ACEIs can easily cause side effects such as dry cough, angioedema, rash, changes in taste, increased blood potassium, and decreased kidney function [5]. Some may note that the results of this paper do not seem to mention these phenomena. These side effects most probably did not have time to develop, since the study represents the initial examination (freshly identified untreated hypertensives) and their first visit after the prescription of low-dose ACE inhibitors (randomly, enalapril and lisinopril). It is most likely that these side effects would develop during the up-titration and long-term use of ACE inhibitory drugs in these patients.
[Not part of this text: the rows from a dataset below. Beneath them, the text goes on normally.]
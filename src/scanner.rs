//! Market Scanner (C3): periodic parallel scan of the symbol universe,
//! producing a ranked list of opportunities from a composite score.
//!
//! Grounded on the teacher's fan-out style in `src/exchange/asset_scanner.rs`
//! and `src/exchange/asset_discovery.rs`, re-targeted from asset discovery to
//! per-tick opportunity ranking with a bounded `tokio::sync::Semaphore` (the
//! teacher leans on `rayon` for CPU-bound batch math and `tokio` for I/O
//! fan-out; scanning is I/O-bound per symbol, so `tokio` is the right tool
//! here).

use std::sync::Arc;
use std::time::Duration;

use futures::future::join_all;
use serde::{Deserialize, Serialize};
use tokio::sync::Semaphore;
use tokio::time::timeout;
use tracing::debug;

use crate::feature_pipeline::snapshot::MarketSnapshot;
use crate::feature_pipeline::FeaturePipeline;
use crate::types::{Signal, Symbol, Trend};

const PER_SYMBOL_TIMEOUT: Duration = Duration::from_secs(60);

#[derive(Debug, Clone, Serialize, Deserialize)]
pub struct Opportunity {
    pub symbol: Symbol,
    pub signal: Signal,
    pub confidence: f64,
    pub reason: String,
    pub score: f64,
    pub price: f64,
    pub venue_hint: Option<String>,
}

pub struct MarketScanner {
    pipeline: Arc<FeaturePipeline>,
    concurrency: usize,
}

impl MarketScanner {
    pub fn new(pipeline: Arc<FeaturePipeline>, concurrency: usize) -> Self {
        Self { pipeline, concurrency: concurrency.clamp(1, 64) }
    }

    /// Scans the full universe, bounded by a concurrency semaphore and a
    /// 60s per-symbol timeout. Returns the top `max` opportunities by score,
    /// descending. Any single symbol's failure is swallowed.
    pub async fn scan(&self, universe: &[Symbol], max: usize) -> Vec<Opportunity> {
        let semaphore = Arc::new(Semaphore::new(self.concurrency));
        let tasks = universe.iter().cloned().map(|symbol| {
            let pipeline = self.pipeline.clone();
            let semaphore = semaphore.clone();
            async move {
                let _permit = semaphore.acquire_owned().await.ok()?;
                match timeout(PER_SYMBOL_TIMEOUT, pipeline.get_market_analysis(&symbol)).await {
                    Ok(Ok(snapshot)) => score_opportunity(&snapshot),
                    Ok(Err(e)) => {
                        debug!(symbol, error = %e, "scan: symbol skipped");
                        None
                    }
                    Err(_) => {
                        debug!(symbol, "scan: symbol timed out");
                        None
                    }
                }
            }
        });

        let mut opportunities: Vec<Opportunity> = join_all(tasks).await.into_iter().flatten().collect();
        opportunities.sort_by(|a, b| b.score.partial_cmp(&a.score).unwrap_or(std::cmp::Ordering::Equal));
        opportunities.truncate(max);
        opportunities
    }
}

fn sub_score_rsi(rsi: f64) -> f64 {
    if rsi < 30.0 {
        0.8 + (30.0 - rsi).min(10.0) / 10.0 * 0.2
    } else if rsi < 40.0 {
        0.4
    } else if rsi > 70.0 {
        -(0.8 + (rsi - 70.0).min(10.0) / 10.0 * 0.2)
    } else if rsi > 60.0 {
        -0.4
    } else {
        0.0
    }
}

fn sub_score_macd(hist: f64) -> f64 {
    hist.signum() * (hist.abs() / 10.0).min(1.0)
}

fn sub_score_trend(trend: Trend) -> f64 {
    match trend {
        Trend::Bullish => 0.6,
        Trend::Bearish => -0.6,
        Trend::Neutral => 0.0,
    }
}

fn sub_score_stoch(k: f64) -> f64 {
    if k < 20.0 {
        0.7
    } else if k < 30.0 {
        0.3
    } else if k > 80.0 {
        -0.7
    } else if k > 70.0 {
        -0.3
    } else {
        0.0
    }
}

fn sub_score_ob(bid_pressure: f64) -> f64 {
    if bid_pressure > 0.6 {
        0.5
    } else if bid_pressure < 0.4 {
        -0.5
    } else {
        0.0
    }
}

/// Composite score = 0.25*rsi + 0.25*macd + 0.20*trend + 0.15*stoch + 0.15*ob.
/// Emits an Opportunity iff |composite| >= 0.10.
fn score_opportunity(snapshot: &MarketSnapshot) -> Option<Opportunity> {
    let s_rsi = sub_score_rsi(snapshot.rsi);
    let s_macd = sub_score_macd(snapshot.macd.histogram);
    let s_trend = sub_score_trend(snapshot.trend);
    let s_stoch = sub_score_stoch(snapshot.stoch.k);
    let s_ob = sub_score_ob(snapshot.bid_pressure);

    let composite = 0.25 * s_rsi + 0.25 * s_macd + 0.20 * s_trend + 0.15 * s_stoch + 0.15 * s_ob;
    if composite.abs() < 0.10 {
        return None;
    }

    let signal = if composite > 0.0 { Signal::Buy } else { Signal::Sell };
    let confidence = (0.5 + composite.abs()).min(0.95);
    Some(Opportunity {
        symbol: snapshot.symbol.clone(),
        signal,
        confidence,
        reason: format!(
            "composite={:.3} (rsi={:.2}, macd={:.2}, trend={:.2}, stoch={:.2}, ob={:.2})",
            composite, s_rsi, s_macd, s_trend, s_stoch, s_ob
        ),
        score: composite.abs(),
        price: snapshot.price,
        venue_hint: None,
    })
}

#[cfg(test)]
mod tests {
    use super::*;
    use crate::feature_pipeline::snapshot::{BollingerReading, MacdReading, StochasticReading};
    use crate::types::WyckoffPhase;
    use chrono::Utc;

    fn snap(rsi: f64, macd_hist: f64, trend: Trend, stoch_k: f64, bid_pressure: f64) -> MarketSnapshot {
        MarketSnapshot {
            symbol: "BTCUSDT".to_string(),
            computed_at: Utc::now(),
            price: 100.0,
            volume_24h: 1.0,
            change_pct_24h: 0.0,
            high_24h: 101.0,
            low_24h: 99.0,
            atr_pct: 1.0,
            rsi,
            macd: MacdReading { value: 0.0, signal: 0.0, histogram: macd_hist },
            bb: BollingerReading { upper: 0.0, mid: 0.0, lower: 0.0 },
            stoch: StochasticReading { k: stoch_k, d: stoch_k },
            cci: 0.0,
            adx: 0.0,
            obv: 0.0,
            fib_levels: [0.0; 5],
            wyckoff_phase: WyckoffPhase::Neutral,
            vsop: 50.0,
            bid_pressure,
            spread_pct: 0.0,
            trend,
            volatility_state: crate::types::VolatilityState::Low,
        }
    }

    /// S1 Scanner basic: strongly bullish snapshot across every sub-score
    /// yields a BUY opportunity at the confidence cap.
    #[test]
    fn scanner_basic_buy_signal() {
        let snapshot = snap(25.0, 0.6, Trend::Bullish, 15.0, 0.75);
        let opp = score_opportunity(&snapshot).unwrap();
        assert_eq!(opp.signal, Signal::Buy);
        let expected = 0.25 * sub_score_rsi(25.0)
            + 0.25 * sub_score_macd(0.6)
            + 0.20 * sub_score_trend(Trend::Bullish)
            + 0.15 * sub_score_stoch(15.0)
            + 0.15 * sub_score_ob(0.75);
        assert!((opp.score - expected.abs()).abs() < 1e-9);
        assert!((opp.confidence - 0.95).abs() < 0.01);
    }

    /// S2 No-op.
    #[test]
    fn scanner_noop_on_neutral() {
        let snapshot = snap(50.0, 0.0, Trend::Neutral, 50.0, 0.5);
        assert!(score_opportunity(&snapshot).is_none());
    }
}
In summary, here we showed that, while enalapril and lisinopril have similar anti-hypertensive effects, they have different effects on endothelial function. In particular, the lipophilic enalapril improved endothelial function, while the hydrophilic lisinopril was without effects. These findings suggest that the blood-pressure-lowering class effect of ACEi drugs is mediated by improvements in kidney function and decreased volume overload. On the other hand, ACEi drugs do not have a class effect on improving endothelial functions (either mediated by reduced angiotensin 2 levels or by increased bradykinin levels).

A strength of this report over previous investigations is that we verified the ACEi treatment efficacy using objective biochemical enzyme activity measurements. Another advantage is that we performed a prospective study to identify differences among ACEi drugs with different pharmacological properties. Note that the study was randomized in a way that patients were recruited consecutively (odd numbers selected for one drug even numbers for the other), although patients and doctors were not blinded. This randomization is very important, since, otherwise, one may have a potential problem of confounding by indication. When a drug appears to be associated with an outcome, the outcome may, in fact, be caused by the indication for which the drug was used, or some factor associated with the indication. This can only be avoided by randomization.

Having said that, all clinical studies have limitations. Here, we investigated a patient population in a single-center study, involving a homogenous (Caucasian) population. Accordingly, our results cannot be extrapolated to all human populations. Moreover, the study consisted of patients first identified with hypertension and patients in the early stages of their anti-hypertensive treatment. The relevance of this is that the treatment regimen started with a low dose of ACE inhibitors, and there was no up-titration in the upcoming visits (since the study represents the initial visit and the first upcoming visit). Note that initial low-dose ACE inhibitors usually provide the full anti-hypertensive effects, while the up-titration of the drug is important to improve long-term efficacy and surrogate endpoints, such as in heart failure. We encountered a significant dropout rate in our study, resulting in a relatively small patient population in certain instances, thereby impacting its statistical power. Future clinical investigations could address these limitations and build on our methodological framework.

5. Conclusions

These data suggest that hydrophilicity defines the site of action of ACE inhibitors. Lipophilic inhibitors improve endothelial function, while hydrophilic ones do not. The blood pressure-lowering effect of ACE inhibitors is independent of hydrophilicity. The blood pressure lowering is independent of improvement in endothelial function.